Una frase tanto amara quanto rassegnata, indice di quanto all’interno di questo settore sia dato per scontato o addirittura considerato “normale”. Ciò che, purtroppo, è ovvio però è che questo comportamento violento ecceda i confini nazionali e sia tanto riscontrabile quanto problematico in altre nazioni.
Calcio e razzismo: Il Brasile e la svolta storica
Il Brasile, nazione molto legata e molto importante per lo sport del calcio, è un esempio perfetto della dimensione globale del problema. Dal 2014 al 2022 eccetto per la parentesi pandemica, gli episodi di razzismo sono costantemente aumentati. Da queste premesse arriva la decisione di penalizzare direttamente le squadre coinvolte in episodi di razzismo. Con questo il Brasile ottiene un primato nella lotta al razzismo nel calcio, tornando a fare la storia di questo sport.

Il presidente della C.B.F. Ednaldo Rodrigues, come riportato da Rolling Stone Italia, ha dichiarato in merito: “Abbiamo deciso di togliere punti ai club per dare una svolta alle sanzioni. Il resoconto della partita sarà trasmesso al pubblico ministero e alla polizia civile, così i trasgressori saranno anche puniti dalla legge”.
Queste dichiarazioni, seppure espresse in un contesto diverso, si accostano molto bene con la richiesta di Gravina per una maggiore collaborazione con le autorità giudiziarie. Il controllo e la capacità coercitiva della legge, però, non sono sufficienti a contrastare e prevenire questo tipo di eventi.

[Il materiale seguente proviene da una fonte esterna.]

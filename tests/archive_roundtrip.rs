//! Whole-archive round-trip scenarios (spec.md §8). Unit tests inside each
//! module cover the module-local properties; these exercise the public
//! `Archive` surface end to end the way a host actually would.

use ark_archive::archive::Archive;
use ark_archive::container::header::Header;
use ark_archive::container::metadata::{ArchiveDirectory, FileMetadata, V4Opaque};
use ark_archive::{codec, xxtea, ArchiveOptions, UpsertFlags};
use std::io::Cursor;

/// Hand-assemble a well-formed `.ark` archive byte-for-byte using the same
/// public building blocks the crate's own writer uses, without going
/// through `Archive::add_file` — this is how a test gets an archive to
/// `Archive::open` in the first place, since the public API has no
/// from-scratch constructor (spec.md §4.9 lists only `open`, not `new`).
struct RawEntry {
    path: &'static str,
    data: Vec<u8>,
    compress: bool,
    encrypt: bool,
    priority: u32,
    timestamp: u32,
    v4: Option<V4Opaque>,
}

fn entry(path: &'static str, data: &[u8], compress: bool, encrypt: bool) -> RawEntry {
    RawEntry {
        path,
        data: data.to_vec(),
        compress,
        encrypt,
        priority: 0,
        timestamp: 1_700_000_000,
        v4: None,
    }
}

fn build_archive(version: u32, entries: Vec<RawEntry>, key: [u32; 4]) -> Vec<u8> {
    let header_size = if version == 1 {
        ark_archive::container::header::V1_SIZE
    } else {
        ark_archive::container::header::V3V4_SIZE
    } as u32;

    let mut payload = Vec::new();
    let mut directory = ArchiveDirectory::new();

    for e in entries {
        let file_location = header_size + payload.len() as u32;
        let original_size = e.data.len() as u32;
        let md5sum = md5::compute(&e.data).0;

        let compressed = if e.compress {
            let mut out = Vec::new();
            codec::for_version(version)
                .unwrap()
                .compress(&mut Cursor::new(&e.data), &mut out, 9)
                .unwrap();
            out
        } else {
            e.data.clone()
        };
        let compressed_size = compressed.len() as u32;

        let (on_disk, encrypted_size) = if e.encrypt {
            let enc = xxtea::encrypt(&compressed, key).unwrap();
            let len = enc.len() as u32;
            (enc, len)
        } else {
            (compressed, 0)
        };

        payload.extend_from_slice(&on_disk);

        directory.push(
            FileMetadata {
                filename: String::new(),
                pathname: String::new(),
                file_location,
                original_size,
                compressed_size,
                encrypted_size,
                timestamp: e.timestamp,
                md5sum,
                priority: e.priority,
                version,
                v4: if version == 4 {
                    Some(e.v4.unwrap_or_default())
                } else {
                    None
                },
            }
            .with_full_path(e.path),
        );
    }

    let mut raw_metadata = Vec::new();
    for m in directory.as_slice() {
        m.write_to(&mut raw_metadata).unwrap();
    }
    let metadata_block = if version == 1 {
        raw_metadata
    } else {
        let mut out = Vec::new();
        codec::for_version(version)
            .unwrap()
            .compress(&mut Cursor::new(&raw_metadata), &mut out, 9)
            .unwrap();
        out
    };
    let encrypted_metadata = xxtea::encrypt(&metadata_block, key).unwrap();

    let header = Header {
        version,
        file_count: directory.len() as u32,
        metadata_offset: header_size + payload.len() as u32,
        metadata_length: encrypted_metadata.len() as u32,
        reserved: Vec::new(),
    };

    let mut out = Vec::new();
    header.write_to(&mut out).unwrap();
    out.extend_from_slice(&payload);
    out.extend_from_slice(&encrypted_metadata);
    out
}

#[test]
fn v1_extraction_of_compressed_entry() {
    let bytes = build_archive(
        1,
        vec![entry("a.txt", b"hello", true, false)],
        xxtea::DEFAULT_KEY,
    );
    let mut archive = Archive::open(Cursor::new(bytes)).unwrap();
    let file = archive.read_file("a.txt").unwrap();
    assert_eq!(file.bytes, b"hello");
    assert!(!file.md5_mismatch);
}

#[test]
fn v3_extraction_of_compressed_and_encrypted_entry() {
    let payload: Vec<u8> = (0..1024 * 1024).map(|i| (i % 251) as u8).collect();
    let bytes = build_archive(
        3,
        vec![entry("dir/b.bin", &payload, true, true)],
        xxtea::DEFAULT_KEY,
    );
    let mut archive = Archive::open(Cursor::new(bytes)).unwrap();
    let file = archive.read_file("dir/b.bin").unwrap();
    assert_eq!(file.bytes, payload);
    assert!(!file.md5_mismatch);
}

#[test]
fn upsert_append_into_empty_v4_archive() {
    let bytes = build_archive(4, vec![], xxtea::DEFAULT_KEY);
    let mut archive = Archive::open(Cursor::new(bytes)).unwrap();

    let data = vec![b'X'; 100];
    archive
        .add_file(
            "x",
            &data,
            UpsertFlags {
                compress: true,
                encrypt: false,
                priority: 0,
                timestamp: 0,
            },
        )
        .unwrap();
    archive.write().unwrap();

    let raw = archive.close().into_inner();
    let mut reopened = Archive::open(Cursor::new(raw)).unwrap();
    let files = reopened.files();
    assert_eq!(files.len(), 1);
    assert_eq!(files[0].original_size, 100);

    let out = reopened.read_file("x").unwrap();
    assert_eq!(out.bytes, data);
}

#[test]
fn upsert_replace_larger_shifts_later_entries() {
    let bytes = build_archive(
        4,
        vec![
            entry("a", &vec![1u8; 1000], false, false),
            entry("b", &vec![2u8; 2000], false, false),
            entry("c", &vec![3u8; 3000], false, false),
        ],
        xxtea::DEFAULT_KEY,
    );
    let mut archive = Archive::open(Cursor::new(bytes)).unwrap();

    let c_location_before = archive.files()[2].file_location;
    let b_on_disk_before = archive.files()[1].on_disk_size();

    let new_b = vec![9u8; 5000];
    archive
        .add_file(
            "b",
            &new_b,
            UpsertFlags {
                compress: false,
                encrypt: false,
                priority: 0,
                timestamp: 0,
            },
        )
        .unwrap();

    let shift = new_b.len() as i64 - b_on_disk_before as i64;
    let c_location_after = archive.files()[2].file_location;
    assert_eq!(
        c_location_after as i64,
        c_location_before as i64 + shift
    );

    archive.write().unwrap();
    let raw = archive.close().into_inner();
    let mut reopened = Archive::open(Cursor::new(raw)).unwrap();
    assert_eq!(reopened.read_file("a").unwrap().bytes, vec![1u8; 1000]);
    assert_eq!(reopened.read_file("b").unwrap().bytes, new_b);
    assert_eq!(reopened.read_file("c").unwrap().bytes, vec![3u8; 3000]);
}

#[test]
fn v4_opaque_bytes_round_trip() {
    let mut e = entry("a", b"hello world", false, false);
    e.v4 = Some(V4Opaque {
        unknown1: 0xDEAD_BEEF,
        unknown2: [0xAB; 40],
    });
    let bytes = build_archive(4, vec![e], xxtea::DEFAULT_KEY);

    let mut archive = Archive::open(Cursor::new(bytes)).unwrap();
    let before = archive.files()[0].v4.clone().unwrap();
    assert_eq!(before.unknown1, 0xDEAD_BEEF);
    assert_eq!(before.unknown2, [0xAB; 40]);

    archive.write().unwrap();
    let raw = archive.close().into_inner();
    let mut reopened = Archive::open(Cursor::new(raw)).unwrap();
    let after = reopened.files()[0].v4.clone().unwrap();
    assert_eq!(after, before);
}

#[test]
fn open_write_reopen_preserves_directory_and_bytes() {
    let bytes = build_archive(
        3,
        vec![
            entry("a.txt", b"alpha", true, false),
            entry("dir/b.bin", b"beta-beta-beta", false, true),
        ],
        xxtea::DEFAULT_KEY,
    );
    let mut a = Archive::open(Cursor::new(bytes.clone())).unwrap();
    let files_before = a.files();
    a.write().unwrap();
    let rewritten = a.close().into_inner();

    let mut b = Archive::open(Cursor::new(rewritten)).unwrap();
    let files_after = b.files();
    assert_eq!(files_before.len(), files_after.len());
    for (x, y) in files_before.iter().zip(files_after.iter()) {
        assert_eq!(x.full_path(), y.full_path());
        assert_eq!(x.md5sum, y.md5sum);
        assert_eq!(x.original_size, y.original_size);
    }
    assert_eq!(
        b.read_file("a.txt").unwrap().bytes,
        a_reopen_bytes(&bytes, "a.txt")
    );
    assert_eq!(
        b.read_file("dir/b.bin").unwrap().bytes,
        a_reopen_bytes(&bytes, "dir/b.bin")
    );
}

fn a_reopen_bytes(raw: &[u8], path: &str) -> Vec<u8> {
    Archive::open(Cursor::new(raw.to_vec()))
        .unwrap()
        .read_file(path)
        .unwrap()
        .bytes
}

#[test]
fn upsert_idempotence() {
    let bytes = build_archive(4, vec![entry("a", b"seed", false, false)], xxtea::DEFAULT_KEY);

    let flags = UpsertFlags {
        compress: true,
        encrypt: true,
        priority: 7,
        timestamp: 123,
    };

    let mut twice = Archive::open(Cursor::new(bytes.clone())).unwrap();
    twice.add_file("p", b"payload", flags).unwrap();
    twice.add_file("p", b"payload", flags).unwrap();
    twice.write().unwrap();
    let twice_bytes = twice.close().into_inner();

    let mut once = Archive::open(Cursor::new(bytes)).unwrap();
    once.add_file("p", b"payload", flags).unwrap();
    once.write().unwrap();
    let once_bytes = once.close().into_inner();

    assert_eq!(twice_bytes, once_bytes);
}

#[test]
fn strict_integrity_rejects_corrupted_md5() {
    let mut bytes = build_archive(1, vec![entry("a.txt", b"hello", false, false)], xxtea::DEFAULT_KEY);
    // Flip a payload byte without updating the recorded md5sum.
    let header_size = ark_archive::container::header::V1_SIZE;
    bytes[header_size] ^= 0xFF;

    let mut lenient = Archive::open(Cursor::new(bytes.clone())).unwrap();
    let file = lenient.read_file("a.txt").unwrap();
    assert!(file.md5_mismatch);

    let mut strict = Archive::open_with_options(
        Cursor::new(bytes),
        ArchiveOptions {
            strict_integrity: true,
            ..ArchiveOptions::default()
        },
    )
    .unwrap();
    assert!(strict.read_file("a.txt").is_err());
}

La società civile tutta deve collaborare affinché si operi a livello culturale. Un processo sicuramente lento, ma che negli ultimi anni ha visto una grande rapidità di crescita della coscienza civile. Vale lo stesso anche per la sensibilità verso il tema delle diversità e fragilità. E, fortunatamente, per ogni episodio di discriminazione c’è un “#UnitiDagliStessiColori” a manifestare il supporto della società verso le vittime di violenza.